**About this task**. Return the listing below word for word.

────────────────

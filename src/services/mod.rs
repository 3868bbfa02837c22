pub mod conversation;
pub mod dialog;
pub mod nlu;
pub mod telemetry;
pub mod timex;
use axum::Json;
use serde_json::{json, Value};

pub async fn health() -> Json<Value> {
    Json(json!({ "status": "ok" }))
}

────────────────

**Reply to the task**.
filename src/services/mod.rs
repository 3868bbfa02837c22
pub mod conversation;
pub mod dialog;
pub mod nlu;
pub mod telemetry;
pub mod timex;
use axum::Json;
use serde_json::{json, Value};

pub async fn health() -> Json<Value> {
    Json(json!({ "status": "ok" }))
}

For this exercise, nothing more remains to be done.